At a recent TechCrunch event in Menlo Park, Mayfield managing director Navin Chaddha laid out a bold thesis: Artificial intelligence is set to transform industries long dominated by human labor, such as AI consulting, law, and accounting. Speaking at the StrictlyVC event, Chaddha, a veteran Silicon Valley investor with hits like Lyft and HashiCorp, compared the current AI boom to past technological revolutions like cloud computing and outsourcing. According to him, “AI teammates” could soon deliver software-like margins in services historically constrained by human bandwidth. However, he cautioned that sectors built on trust and relationships like those served by McKinsey and Accenture won’t be easily disrupted overnight.
Chaddha highlighted how AI could take over repetitive tasks, such as CRM implementations, while humans remain in the loop for oversight and customization. This hybrid model, he argued, allows for scalable, outcome-based pricing. Instead of charging per hour, companies can bill per result, a shift that could produce gross margins as high as 80–90% when AI carries most of the workload. “Why pay $10,000 a month for cybersecurity if you can pay zero until there’s an event?” he asked, pointing to Gruve, a security-focused AI consulting startup Mayfield recently backed. Gruve grew its revenue from $5 million to $15 million in six months, boasting 80% margins, a clear example, Chaddha said, of what AI-first service models can achieve.
Targeting the Underserved, Not the Titans
Chaddha warned AI consulting startups against competing head-on with legacy players like Infosys or McKinsey, at least for now. Instead, he sees vast potential in the overlooked 30 million small businesses in the U.S. and 100 million globally that can’t afford traditional knowledge workers. For these companies, AI can serve as a receptionist, scheduler, or even website builder, offering enterprise-level capability at accessible prices. “These companies won’t be served by Accenture,” he said. “But startups can.”
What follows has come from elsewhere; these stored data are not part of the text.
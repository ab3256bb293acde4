//! Client requests, tagged by `method`.

use serde::{Deserialize, Serialize};
use serde_json::Value;

use crate::criteria::{AccuracyCriterion, Criteria, PowerCriterion};
use crate::handler::HandlerType;

fn default_handler() -> HandlerType {
    HandlerType::Gps
}

/// A decoded client request, tagged by `method`.
///
/// ```json
/// {"method": "startTrackingCriteria", "accuracy": "fine", "power": "low"}
/// ```
#[derive(Debug, Clone, PartialEq, Serialize, Deserialize)]
#[serde(tag = "method", rename_all = "camelCase")]
pub enum Request {
    /// One fix from `handler`.
    GetCurrentPosition {
        #[serde(default = "default_handler")]
        handler: HandlerType,
    },
    /// Every fix from `handler` until `stopTracking` or disconnect.
    StartTracking {
        #[serde(default = "default_handler")]
        handler: HandlerType,
    },
    /// Fixes from the handlers matching the criteria, distance filtered.
    #[serde(rename_all = "camelCase")]
    StartTrackingCriteria {
        accuracy: AccuracyCriterion,
        power: PowerCriterion,
        #[serde(default)]
        min_distance: Option<f64>,
        #[serde(default)]
        min_interval_ms: Option<u64>,
    },
    /// End this client's tracking on `handler`, or its criteria
    /// subscription when `handler` is omitted.
    StopTracking {
        #[serde(default)]
        handler: Option<HandlerType>,
    },
    GetLastPosition {
        #[serde(default = "default_handler")]
        handler: HandlerType,
    },
    GetGpsSatelliteData,
    SendExtraCommand {
        command: String,
    },
    GetGeoCodeLocation {
        address: String,
    },
    GetReverseLocation {
        latitude: f64,
        longitude: f64,
    },
    GetState {
        #[serde(default = "default_handler")]
        handler: HandlerType,
    },
    /// Raw GPS command table entry.
    SetGpsParameters {
        opcode: u8,
        #[serde(default)]
        data: Value,
    },
}

impl Request {
    /// Method name as it appears on the wire.
    pub fn method(&self) -> &'static str {
        match self {
            Request::GetCurrentPosition { .. } => "getCurrentPosition",
            Request::StartTracking { .. } => "startTracking",
            Request::StartTrackingCriteria { .. } => "startTrackingCriteria",
            Request::StopTracking { .. } => "stopTracking",
            Request::GetLastPosition { .. } => "getLastPosition",
            Request::GetGpsSatelliteData => "getGpsSatelliteData",
            Request::SendExtraCommand { .. } => "sendExtraCommand",
            Request::GetGeoCodeLocation { .. } => "getGeoCodeLocation",
            Request::GetReverseLocation { .. } => "getReverseLocation",
            Request::GetState { .. } => "getState",
            Request::SetGpsParameters { .. } => "setGpsParameters",
        }
    }

    /// Whether the reply stream stays open after the first reply.
    pub fn is_subscription(&self) -> bool {
        matches!(
            self,
            Request::StartTracking { .. }
                | Request::StartTrackingCriteria { .. }
                | Request::GetGpsSatelliteData
        )
    }

    pub(super) fn criteria(&self) -> Option<Criteria> {
        match *self {
            Request::StartTrackingCriteria {
                accuracy,
                power,
                min_distance,
                min_interval_ms,
            } => Some(Criteria {
                accuracy,
                power,
                min_distance_m: min_distance,
                min_interval: min_interval_ms.map(std::time::Duration::from_millis),
            }),
            _ => None,
        }
    }
}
He likened this moment to the rise of SaaS companies, which disrupted enterprise software by offering monthly subscriptions instead of costly five-year licenses. Legacy firms, he argued, face the classic innovator’s dilemma: they can’t afford to cannibalize their predictable revenue models to experiment with usage-based AI pricing. But over time, Chaddha believes, these incumbents will have no choice but to evolve, and when they do, today’s AI-native upstarts will be their fiercest competitors.
The Long-Term Play: From Tools to Teammates
Chaddha distinguished between AI tools and true “AI teammates,” which he defined as digital collaborators that work toward shared goals with humans. These team members, like HR or sales engineering assistants, won’t replace humans, he said, but will enhance their productivity and decision-making. However, he acknowledged the public concern over job losses, emphasizing the need to face the issue head-on. “Yes, there will be job displacement,” he admitted. “But every tech wave brings that. And every time, we adapt.”
Despite market unpredictability and inflated startup valuations, Chaddha remains optimistic. He believes disciplined investors with a clear strategy and no FOMO will thrive in the AI era. “We’re not in the business of collecting logos,” he said. “We’re in the business of making money grow. That hasn’t changed.” His bottom line: AI will reshape industries fundamentally, but the transformation will be evolutionary, not immediate.